Columbia Democrat U.S. Rep. Jim Clyburn warned Wednesday night that Democrats are in danger of losing their majority in Congress in 2022.
In a discussion with the Charleston Jewish Federation, Clyburn, the House Democratic whip, lamented the ideological divisions within the Democratic Party and what they might cost the liberal political wing.
“We are not going to do what we need to do next year until we build enough intestinal fortitude to start operating a little outside or beyond our comfort zones,” Clyburn said, reported by the Jewish Insider. “We’re not there yet. I’m hopeful that we can get there. Will we ever get there? That remains to be seen.”

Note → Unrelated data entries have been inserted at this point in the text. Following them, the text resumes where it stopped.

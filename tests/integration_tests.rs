// Integration tests for CuraLink Algo

use curalink_algo::core::Matcher;
use curalink_algo::models::{
    CandidateProvider, ConsultationType, EducationEntry, ExperienceEntry, PatientQuery,
    ProviderKind, RecognitionEntry, Urgency,
};

fn base_candidate(id: &str) -> CandidateProvider {
    CandidateProvider {
        id: id.to_string(),
        name: format!("Dr. {}", id),
        specialization: vec![],
        location: None,
        rating: 0.0,
        reviews: 0,
        experience: vec![],
        education: vec![],
        awards: vec![],
        conferences: vec![],
        languages: vec![],
        fees: 0.0,
        available: false,
        kind: ProviderKind::Human,
        online_therapy: false,
        next_available: None,
    }
}

fn ai_candidate(id: &str, fees: f64) -> CandidateProvider {
    CandidateProvider {
        specialization: vec!["Cardiology".to_string()],
        location: Some("Mumbai".to_string()),
        rating: 4.5,
        reviews: 120,
        languages: vec!["English".to_string()],
        fees,
        available: true,
        kind: ProviderKind::Ai,
        online_therapy: true,
        next_available: Some("Today".to_string()),
        ..base_candidate(id)
    }
}

#[test]
fn test_chest_pain_scenario_breakdown() {
    // High-urgency chest pain query against an unavailable human candidate
    // with no specialization tags
    let matcher = Matcher::with_builtin_table();
    let query = PatientQuery {
        symptoms: vec!["chest pain".to_string()],
        urgency: Urgency::High,
        ..Default::default()
    };
    let candidate = base_candidate("h1");

    let score = matcher.score_at(&query, &candidate, 2025);

    assert_eq!(score.breakdown.specialty, 25.0);
    assert_eq!(score.breakdown.education, 0.0);
    assert_eq!(score.breakdown.awards, 0.0);
    assert_eq!(score.breakdown.conferences, 0.0);
    assert_eq!(score.breakdown.reviews, 0.0);
    assert_eq!(score.breakdown.experience, 10.0);
    assert_eq!(score.breakdown.availability, 0.0);
    assert_eq!(score.breakdown.location, 25.0);
    assert_eq!(score.breakdown.language, 25.0);
    assert_eq!(score.breakdown.budget, 25.0);
    // High urgency against a human candidate matches neither preferred pairing
    assert_eq!(score.breakdown.urgency, 30.0);
    assert_eq!(score.breakdown.consultation_type, 25.0);

    assert_eq!(score.total_score, 165.0);
    assert_eq!(score.ai_match_percentage, 28);
}

#[test]
fn test_budget_separates_otherwise_identical_candidates() {
    let matcher = Matcher::with_builtin_table();
    let query = PatientQuery {
        symptoms: vec!["chest pain".to_string()],
        budget: Some(100.0),
        urgency: Urgency::High,
        ..Default::default()
    };

    let affordable = ai_candidate("cheap", 50.0);
    let expensive = ai_candidate("pricey", 200.0);

    let cheap_score = matcher.score(&query, &affordable);
    let pricey_score = matcher.score(&query, &expensive);

    assert_eq!(cheap_score.breakdown.budget, 50.0);
    assert_eq!(pricey_score.breakdown.budget, 10.0);

    let ranked = matcher.rank(&query, &[expensive, affordable]);
    assert_eq!(ranked[0].doctor_id, "cheap");
    assert!(ranked[0].ai_match_percentage > ranked[1].ai_match_percentage);
}

#[test]
fn test_rank_is_non_increasing_and_complete() {
    let matcher = Matcher::with_builtin_table();
    let query = PatientQuery {
        symptoms: vec!["chest pain".to_string()],
        urgency: Urgency::High,
        preferred_language: Some("English".to_string()),
        consultation_type: Some(ConsultationType::Video),
        ..Default::default()
    };

    let candidates = vec![
        ai_candidate("strong", 100.0),
        base_candidate("weak"),
        ai_candidate("mid", 900.0),
        base_candidate("weaker"),
    ];

    let ranked = matcher.rank(&query, &candidates);

    assert_eq!(ranked.len(), candidates.len());
    for pair in ranked.windows(2) {
        assert!(pair[0].ai_match_percentage >= pair[1].ai_match_percentage);
    }
}

#[test]
fn test_tied_candidates_preserve_input_order() {
    let matcher = Matcher::with_builtin_table();
    let query = PatientQuery::default();

    // Four identical records tie exactly; stable sort keeps their order
    let candidates: Vec<CandidateProvider> = ["a", "b", "c", "d"]
        .iter()
        .map(|id| ai_candidate(id, 100.0))
        .collect();

    let ranked = matcher.rank(&query, &candidates);

    let ids: Vec<&str> = ranked.iter().map(|m| m.doctor_id.as_str()).collect();
    assert_eq!(ids, ["a", "b", "c", "d"]);
}

#[test]
fn test_top_matches_returns_prefix_of_rank() {
    let matcher = Matcher::with_builtin_table();
    let query = PatientQuery {
        symptoms: vec!["headache".to_string()],
        ..Default::default()
    };

    let candidates: Vec<CandidateProvider> = (0..12)
        .map(|i| {
            let mut c = ai_candidate(&format!("d{}", i), 50.0 + i as f64 * 40.0);
            c.rating = (i % 6) as f64;
            c
        })
        .collect();

    let ranked = matcher.rank(&query, &candidates);
    let top = matcher.top_matches(&query, &candidates, 5);

    assert_eq!(top.len(), 5);
    for (a, b) in top.iter().zip(ranked.iter()) {
        assert_eq!(a.doctor_id, b.doctor_id);
        assert_eq!(a.ai_match_percentage, b.ai_match_percentage);
    }

    // Limit past the roster size returns everything
    let all = matcher.top_matches(&query, &candidates, 50);
    assert_eq!(all.len(), candidates.len());
}

#[test]
fn test_urgency_bias_toward_ai_on_high_urgency() {
    let matcher = Matcher::with_builtin_table();
    let query = PatientQuery {
        urgency: Urgency::High,
        ..Default::default()
    };

    let mut ai = ai_candidate("ai", 100.0);
    let mut human = ai_candidate("human", 100.0);
    human.kind = ProviderKind::Human;
    // Remove the unrelated differences so only the urgency pairing moves
    ai.next_available = None;
    human.next_available = None;

    let ai_score = matcher.score(&query, &ai);
    let human_score = matcher.score(&query, &human);

    assert_eq!(ai_score.breakdown.urgency, 50.0);
    assert_eq!(human_score.breakdown.urgency, 30.0);
    assert!(ai_score.total_score > human_score.total_score);
}

#[test]
fn test_fully_loaded_candidate_clamps_to_100() {
    let matcher = Matcher::with_builtin_table();
    let query = PatientQuery {
        symptoms: vec!["chest pain".to_string()],
        location: Some("Mumbai".to_string()),
        preferred_language: Some("English".to_string()),
        urgency: Urgency::High,
        budget: Some(1000.0),
        consultation_type: Some(ConsultationType::Video),
        ..Default::default()
    };

    let mut candidate = ai_candidate("ace", 500.0);
    candidate.rating = 5.0;
    candidate.reviews = 500;
    candidate.experience = vec![ExperienceEntry {
        years: Some(25.0),
        role: Some("Senior Cardiologist".to_string()),
    }];
    candidate.education = vec![
        EducationEntry {
            course: Some("MBBS".to_string()),
            institution: Some("AIIMS Delhi".to_string()),
        },
        EducationEntry {
            course: Some("MD Cardiology".to_string()),
            institution: Some("Harvard Medical School".to_string()),
        },
    ];
    candidate.awards = (0..4)
        .map(|_| RecognitionEntry {
            value: Some("International Excellence Award".to_string()),
            year: Some(2025),
        })
        .collect();
    candidate.conferences = (0..4)
        .map(|_| RecognitionEntry {
            value: Some("World Cardiology Congress".to_string()),
            year: Some(2025),
        })
        .collect();

    let score = matcher.score_at(&query, &candidate, 2025);

    // Every factor at its cap sums past the normalization divisor; the
    // percentage clamps rather than overflowing
    assert!(score.total_score >= 600.0);
    assert_eq!(score.ai_match_percentage, 100);
}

All of the U.S. House seats and 34 Senate seats — including South Carolina’s Sen. Tim Scott’s seat — will be up for grabs in November 2022.
Democrats currently hold 224 seats in the House and 48 seats in the Senate. Two independent senators also tend to vote with the Democrats, giving them 50 votes, with Vice President Kamala Harris serving as the tiebreaker.
Clyburn said it’s possible for Democrats to maintain their seats during the upcoming election but acknowledged the challenge.
“I think we can. I’m not sure we will,” Clyburn said. “My dad used to say to me all the time, ‘Wherever there is a will, there is a way.’ I’m not too sure that Democrats have yet developed the will to win in 2022.”
Division between Democrats has slowed the progress of several of President Joe Biden’s initiatives, especially in recent months.
In particular, progressives have held up the progress of other bills, including a massive infrastructure bill that’s already passed the Senate with bipartisan support, over a social spending bill they want to pass. The spending bill would tackle initiatives such as universal preschool, climate change and health care costs.
Democrats have not been able to find common ground between moderates and progressives on the spending bill, especially over the high price tag.
The disagreements prompted Biden to hold a meeting with the caucus Thursday morning to try to iron out an agreement ahead of his trip to Rome for the G20 summit.
“Progressives have got to feel like they can take a chance on moderates,” Clyburn said Wednesday night. “Get outside of their comfort zone. Moderates have got to feel the same way about progressives.”